--- START ---
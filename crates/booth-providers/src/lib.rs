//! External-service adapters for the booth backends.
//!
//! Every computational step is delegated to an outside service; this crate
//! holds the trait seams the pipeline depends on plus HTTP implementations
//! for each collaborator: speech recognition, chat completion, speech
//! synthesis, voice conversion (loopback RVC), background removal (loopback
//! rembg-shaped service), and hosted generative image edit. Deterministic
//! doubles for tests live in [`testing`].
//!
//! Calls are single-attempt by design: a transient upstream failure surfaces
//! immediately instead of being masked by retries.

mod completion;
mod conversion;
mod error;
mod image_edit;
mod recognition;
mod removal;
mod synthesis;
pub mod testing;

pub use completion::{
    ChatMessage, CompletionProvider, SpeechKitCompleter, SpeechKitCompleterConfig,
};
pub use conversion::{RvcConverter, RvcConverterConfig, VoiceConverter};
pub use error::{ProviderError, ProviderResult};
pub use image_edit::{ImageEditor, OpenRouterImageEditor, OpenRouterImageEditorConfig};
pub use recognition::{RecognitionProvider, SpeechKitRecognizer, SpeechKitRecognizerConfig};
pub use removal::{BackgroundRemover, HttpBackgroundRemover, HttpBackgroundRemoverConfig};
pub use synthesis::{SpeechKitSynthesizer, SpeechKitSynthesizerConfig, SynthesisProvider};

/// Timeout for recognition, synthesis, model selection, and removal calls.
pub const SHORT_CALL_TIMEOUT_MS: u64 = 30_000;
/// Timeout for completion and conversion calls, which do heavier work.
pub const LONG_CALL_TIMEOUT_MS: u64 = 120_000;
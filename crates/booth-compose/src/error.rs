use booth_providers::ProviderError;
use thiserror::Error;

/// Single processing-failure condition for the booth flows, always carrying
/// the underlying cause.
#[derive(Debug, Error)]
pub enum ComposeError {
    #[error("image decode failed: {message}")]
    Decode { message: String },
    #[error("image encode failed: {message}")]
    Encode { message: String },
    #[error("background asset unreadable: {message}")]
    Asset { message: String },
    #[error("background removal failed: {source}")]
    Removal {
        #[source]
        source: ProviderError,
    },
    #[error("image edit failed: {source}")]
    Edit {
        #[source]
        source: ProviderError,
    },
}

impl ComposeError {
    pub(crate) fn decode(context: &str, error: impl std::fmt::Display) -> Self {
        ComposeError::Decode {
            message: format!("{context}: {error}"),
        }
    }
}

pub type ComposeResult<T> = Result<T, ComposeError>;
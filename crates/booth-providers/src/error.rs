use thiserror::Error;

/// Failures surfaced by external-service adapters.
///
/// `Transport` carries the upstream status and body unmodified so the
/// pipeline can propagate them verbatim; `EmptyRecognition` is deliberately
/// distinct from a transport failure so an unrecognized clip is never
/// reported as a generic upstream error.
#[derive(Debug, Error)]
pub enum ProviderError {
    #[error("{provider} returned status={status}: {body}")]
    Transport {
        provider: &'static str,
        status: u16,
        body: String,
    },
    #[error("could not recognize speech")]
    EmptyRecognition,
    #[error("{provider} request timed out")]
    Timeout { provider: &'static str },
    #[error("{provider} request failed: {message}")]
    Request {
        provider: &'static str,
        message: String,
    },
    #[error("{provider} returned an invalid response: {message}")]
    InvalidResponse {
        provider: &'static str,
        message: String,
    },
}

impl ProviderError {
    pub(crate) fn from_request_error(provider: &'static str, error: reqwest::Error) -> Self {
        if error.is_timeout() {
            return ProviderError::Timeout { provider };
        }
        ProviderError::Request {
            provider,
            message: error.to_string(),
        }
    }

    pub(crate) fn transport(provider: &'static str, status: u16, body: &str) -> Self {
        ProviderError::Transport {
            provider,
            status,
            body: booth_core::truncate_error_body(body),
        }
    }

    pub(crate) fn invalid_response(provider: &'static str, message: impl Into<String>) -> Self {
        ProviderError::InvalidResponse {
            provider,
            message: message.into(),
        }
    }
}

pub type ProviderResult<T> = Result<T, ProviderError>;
--- END ---
--- START ---
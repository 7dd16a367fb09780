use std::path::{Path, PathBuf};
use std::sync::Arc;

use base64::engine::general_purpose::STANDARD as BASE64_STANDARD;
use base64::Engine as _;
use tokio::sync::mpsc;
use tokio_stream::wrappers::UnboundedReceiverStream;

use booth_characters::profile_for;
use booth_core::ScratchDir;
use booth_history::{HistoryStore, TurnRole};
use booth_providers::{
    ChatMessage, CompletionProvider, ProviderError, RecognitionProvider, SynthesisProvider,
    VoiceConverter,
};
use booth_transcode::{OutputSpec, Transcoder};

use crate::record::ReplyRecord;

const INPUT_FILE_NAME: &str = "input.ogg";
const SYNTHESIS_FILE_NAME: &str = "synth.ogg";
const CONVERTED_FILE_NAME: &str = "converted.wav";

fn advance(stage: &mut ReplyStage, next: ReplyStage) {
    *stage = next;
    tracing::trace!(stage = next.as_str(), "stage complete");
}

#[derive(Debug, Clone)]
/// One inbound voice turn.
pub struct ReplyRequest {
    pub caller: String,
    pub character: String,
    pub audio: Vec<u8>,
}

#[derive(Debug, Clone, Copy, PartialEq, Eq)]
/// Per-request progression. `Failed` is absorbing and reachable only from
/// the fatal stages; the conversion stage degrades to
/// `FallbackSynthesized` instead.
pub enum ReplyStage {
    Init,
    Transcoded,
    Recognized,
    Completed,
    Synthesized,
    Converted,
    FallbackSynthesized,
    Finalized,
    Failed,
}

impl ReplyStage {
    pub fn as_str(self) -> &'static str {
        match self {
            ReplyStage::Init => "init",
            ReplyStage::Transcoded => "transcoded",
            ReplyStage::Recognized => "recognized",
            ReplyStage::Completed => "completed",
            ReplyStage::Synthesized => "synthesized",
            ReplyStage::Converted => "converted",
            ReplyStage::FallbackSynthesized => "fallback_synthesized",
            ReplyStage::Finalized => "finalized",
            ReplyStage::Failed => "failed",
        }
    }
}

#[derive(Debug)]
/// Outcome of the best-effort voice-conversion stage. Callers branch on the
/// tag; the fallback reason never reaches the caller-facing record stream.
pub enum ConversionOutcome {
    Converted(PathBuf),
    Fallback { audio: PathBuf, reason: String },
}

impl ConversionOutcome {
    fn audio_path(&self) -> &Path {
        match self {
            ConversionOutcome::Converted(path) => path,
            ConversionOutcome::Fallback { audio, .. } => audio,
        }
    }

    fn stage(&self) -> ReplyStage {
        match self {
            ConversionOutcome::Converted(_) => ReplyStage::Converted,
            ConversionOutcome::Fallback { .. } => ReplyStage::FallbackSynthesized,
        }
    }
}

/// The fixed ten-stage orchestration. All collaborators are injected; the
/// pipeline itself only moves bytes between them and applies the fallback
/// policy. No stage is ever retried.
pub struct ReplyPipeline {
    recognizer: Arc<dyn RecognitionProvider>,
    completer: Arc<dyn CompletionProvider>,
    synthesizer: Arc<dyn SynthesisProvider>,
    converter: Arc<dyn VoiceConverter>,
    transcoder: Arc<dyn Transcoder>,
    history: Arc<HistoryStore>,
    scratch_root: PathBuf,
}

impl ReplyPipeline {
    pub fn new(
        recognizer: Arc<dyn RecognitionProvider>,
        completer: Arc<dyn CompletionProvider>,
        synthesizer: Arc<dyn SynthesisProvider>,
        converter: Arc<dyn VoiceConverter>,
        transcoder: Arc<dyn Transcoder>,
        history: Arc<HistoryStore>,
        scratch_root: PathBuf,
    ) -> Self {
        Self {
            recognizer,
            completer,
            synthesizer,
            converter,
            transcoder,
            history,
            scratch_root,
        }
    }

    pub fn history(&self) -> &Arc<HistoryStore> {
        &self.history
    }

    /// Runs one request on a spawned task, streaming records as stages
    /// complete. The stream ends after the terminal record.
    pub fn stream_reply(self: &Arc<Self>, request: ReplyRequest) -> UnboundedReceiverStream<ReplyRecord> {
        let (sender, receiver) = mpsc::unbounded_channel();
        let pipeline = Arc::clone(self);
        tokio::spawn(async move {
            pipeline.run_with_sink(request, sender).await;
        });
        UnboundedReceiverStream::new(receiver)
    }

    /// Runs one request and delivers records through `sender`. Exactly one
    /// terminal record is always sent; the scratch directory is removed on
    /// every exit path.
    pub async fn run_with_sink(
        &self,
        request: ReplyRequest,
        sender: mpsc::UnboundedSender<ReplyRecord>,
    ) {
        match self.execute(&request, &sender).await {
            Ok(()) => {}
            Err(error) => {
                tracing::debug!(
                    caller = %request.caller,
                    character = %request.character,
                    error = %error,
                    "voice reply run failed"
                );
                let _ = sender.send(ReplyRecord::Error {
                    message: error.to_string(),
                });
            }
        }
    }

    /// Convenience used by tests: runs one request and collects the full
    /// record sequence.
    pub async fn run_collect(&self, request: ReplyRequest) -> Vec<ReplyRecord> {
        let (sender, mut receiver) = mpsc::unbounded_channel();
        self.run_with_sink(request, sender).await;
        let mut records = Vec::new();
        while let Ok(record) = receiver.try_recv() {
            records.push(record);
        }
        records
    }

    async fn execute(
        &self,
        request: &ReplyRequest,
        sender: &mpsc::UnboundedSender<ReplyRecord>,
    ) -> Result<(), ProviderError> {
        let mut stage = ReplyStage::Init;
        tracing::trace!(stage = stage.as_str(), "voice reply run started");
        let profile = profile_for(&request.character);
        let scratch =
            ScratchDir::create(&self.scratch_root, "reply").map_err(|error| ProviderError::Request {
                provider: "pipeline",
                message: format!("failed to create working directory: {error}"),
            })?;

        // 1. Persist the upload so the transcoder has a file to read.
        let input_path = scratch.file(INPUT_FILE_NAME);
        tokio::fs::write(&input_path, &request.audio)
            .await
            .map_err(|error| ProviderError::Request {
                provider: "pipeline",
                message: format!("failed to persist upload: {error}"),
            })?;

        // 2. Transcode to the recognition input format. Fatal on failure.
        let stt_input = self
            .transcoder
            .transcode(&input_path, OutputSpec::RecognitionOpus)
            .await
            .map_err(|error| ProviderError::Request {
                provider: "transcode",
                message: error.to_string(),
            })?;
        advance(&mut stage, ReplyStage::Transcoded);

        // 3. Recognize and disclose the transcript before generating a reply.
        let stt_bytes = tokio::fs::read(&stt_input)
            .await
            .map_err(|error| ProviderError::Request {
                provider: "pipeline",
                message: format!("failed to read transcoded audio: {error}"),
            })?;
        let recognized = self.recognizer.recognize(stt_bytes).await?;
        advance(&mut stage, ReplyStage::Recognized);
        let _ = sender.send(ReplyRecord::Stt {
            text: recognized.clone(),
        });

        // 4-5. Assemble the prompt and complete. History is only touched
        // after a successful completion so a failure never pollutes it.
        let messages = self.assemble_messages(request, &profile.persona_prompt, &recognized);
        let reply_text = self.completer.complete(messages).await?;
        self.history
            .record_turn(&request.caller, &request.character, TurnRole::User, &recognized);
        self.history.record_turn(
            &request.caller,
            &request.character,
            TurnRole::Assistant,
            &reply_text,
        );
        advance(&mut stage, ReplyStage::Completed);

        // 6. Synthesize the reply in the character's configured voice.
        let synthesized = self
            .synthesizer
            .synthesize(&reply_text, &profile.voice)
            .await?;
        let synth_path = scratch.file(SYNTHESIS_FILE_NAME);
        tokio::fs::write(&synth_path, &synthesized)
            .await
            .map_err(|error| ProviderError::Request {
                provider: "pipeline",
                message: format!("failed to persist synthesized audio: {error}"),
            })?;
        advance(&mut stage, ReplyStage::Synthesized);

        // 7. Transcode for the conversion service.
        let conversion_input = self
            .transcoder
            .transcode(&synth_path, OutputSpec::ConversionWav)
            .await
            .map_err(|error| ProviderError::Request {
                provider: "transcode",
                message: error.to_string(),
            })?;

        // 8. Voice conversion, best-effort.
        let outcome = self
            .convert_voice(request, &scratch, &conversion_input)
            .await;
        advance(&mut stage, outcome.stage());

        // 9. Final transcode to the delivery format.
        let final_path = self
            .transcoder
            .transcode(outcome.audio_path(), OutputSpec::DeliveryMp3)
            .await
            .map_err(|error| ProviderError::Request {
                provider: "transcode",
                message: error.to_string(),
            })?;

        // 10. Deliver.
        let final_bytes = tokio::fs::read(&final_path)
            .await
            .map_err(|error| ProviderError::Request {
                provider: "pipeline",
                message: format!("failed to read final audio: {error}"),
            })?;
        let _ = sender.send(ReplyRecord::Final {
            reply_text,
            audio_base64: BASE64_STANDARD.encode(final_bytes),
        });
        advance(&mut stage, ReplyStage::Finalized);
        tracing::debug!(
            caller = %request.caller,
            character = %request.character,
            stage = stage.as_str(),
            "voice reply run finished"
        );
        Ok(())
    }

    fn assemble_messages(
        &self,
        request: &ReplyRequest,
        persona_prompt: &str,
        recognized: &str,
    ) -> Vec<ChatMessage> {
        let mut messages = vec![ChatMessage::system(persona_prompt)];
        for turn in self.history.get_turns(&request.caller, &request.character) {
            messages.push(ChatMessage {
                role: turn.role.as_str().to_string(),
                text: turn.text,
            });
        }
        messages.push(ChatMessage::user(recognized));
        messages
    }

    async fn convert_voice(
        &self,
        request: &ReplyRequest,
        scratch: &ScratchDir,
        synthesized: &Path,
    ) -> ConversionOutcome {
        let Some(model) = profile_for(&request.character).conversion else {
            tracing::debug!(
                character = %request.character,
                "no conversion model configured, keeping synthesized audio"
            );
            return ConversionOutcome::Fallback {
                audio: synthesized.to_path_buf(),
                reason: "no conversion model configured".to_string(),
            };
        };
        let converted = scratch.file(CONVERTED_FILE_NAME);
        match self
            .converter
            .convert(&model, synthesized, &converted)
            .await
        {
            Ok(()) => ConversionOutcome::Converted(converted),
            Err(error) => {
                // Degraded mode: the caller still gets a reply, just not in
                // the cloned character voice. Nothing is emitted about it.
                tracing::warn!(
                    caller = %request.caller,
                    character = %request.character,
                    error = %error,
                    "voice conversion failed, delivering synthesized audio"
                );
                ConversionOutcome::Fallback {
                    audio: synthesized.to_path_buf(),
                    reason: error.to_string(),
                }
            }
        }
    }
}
--- END ---
--- START ---
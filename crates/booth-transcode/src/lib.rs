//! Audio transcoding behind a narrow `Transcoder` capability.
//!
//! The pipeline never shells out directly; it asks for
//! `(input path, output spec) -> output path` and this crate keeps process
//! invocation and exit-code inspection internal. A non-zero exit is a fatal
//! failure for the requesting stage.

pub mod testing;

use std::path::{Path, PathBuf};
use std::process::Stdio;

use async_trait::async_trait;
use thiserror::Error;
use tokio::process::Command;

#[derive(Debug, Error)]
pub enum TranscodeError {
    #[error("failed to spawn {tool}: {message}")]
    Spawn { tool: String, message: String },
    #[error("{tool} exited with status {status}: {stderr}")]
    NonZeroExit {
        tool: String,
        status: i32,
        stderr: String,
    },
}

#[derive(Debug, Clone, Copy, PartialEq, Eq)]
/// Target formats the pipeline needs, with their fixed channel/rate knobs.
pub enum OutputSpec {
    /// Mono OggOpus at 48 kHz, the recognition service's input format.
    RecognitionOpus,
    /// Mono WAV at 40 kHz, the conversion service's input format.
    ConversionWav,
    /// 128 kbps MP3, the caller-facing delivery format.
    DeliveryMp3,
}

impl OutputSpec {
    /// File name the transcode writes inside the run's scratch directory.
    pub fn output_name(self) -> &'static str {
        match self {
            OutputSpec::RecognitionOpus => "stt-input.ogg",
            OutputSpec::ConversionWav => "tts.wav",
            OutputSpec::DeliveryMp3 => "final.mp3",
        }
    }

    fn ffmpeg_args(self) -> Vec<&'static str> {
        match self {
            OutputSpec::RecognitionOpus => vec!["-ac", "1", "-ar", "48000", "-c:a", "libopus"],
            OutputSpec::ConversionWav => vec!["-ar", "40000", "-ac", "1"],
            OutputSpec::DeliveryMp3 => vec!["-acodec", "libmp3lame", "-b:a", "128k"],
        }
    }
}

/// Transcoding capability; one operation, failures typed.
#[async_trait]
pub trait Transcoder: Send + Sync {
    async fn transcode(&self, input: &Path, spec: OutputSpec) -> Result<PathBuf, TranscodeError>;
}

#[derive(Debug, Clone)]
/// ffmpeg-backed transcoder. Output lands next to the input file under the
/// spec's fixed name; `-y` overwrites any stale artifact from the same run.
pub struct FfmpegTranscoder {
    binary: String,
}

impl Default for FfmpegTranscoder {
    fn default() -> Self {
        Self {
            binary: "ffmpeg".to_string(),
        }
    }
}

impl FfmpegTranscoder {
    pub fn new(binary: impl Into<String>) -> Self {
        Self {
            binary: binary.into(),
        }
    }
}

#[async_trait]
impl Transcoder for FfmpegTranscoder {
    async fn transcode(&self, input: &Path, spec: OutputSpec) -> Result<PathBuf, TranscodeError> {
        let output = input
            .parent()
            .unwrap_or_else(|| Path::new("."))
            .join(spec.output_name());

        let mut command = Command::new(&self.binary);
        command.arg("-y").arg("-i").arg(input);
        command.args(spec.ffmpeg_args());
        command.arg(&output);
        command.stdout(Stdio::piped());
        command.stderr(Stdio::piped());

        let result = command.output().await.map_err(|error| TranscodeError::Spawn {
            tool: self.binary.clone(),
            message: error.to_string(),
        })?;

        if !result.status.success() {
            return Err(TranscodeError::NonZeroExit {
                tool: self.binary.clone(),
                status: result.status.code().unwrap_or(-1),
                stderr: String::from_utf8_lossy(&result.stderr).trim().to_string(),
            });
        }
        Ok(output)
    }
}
--- END ---
*WHAT TO DO*
Both the line containing "filename crates/booth-providers/src/lib.rs" and the line containing "plus HTTP implementations" belong in the answer. Print them and every line above that falls between them exactly, and no others.

*WRITTEN REPLY*
filename crates/booth-providers/src/lib.rs
//! External-service adapters for the booth backends.
//!
//! Every computational step is delegated to an outside service; this crate
//! holds the trait seams the pipeline depends on plus HTTP implementations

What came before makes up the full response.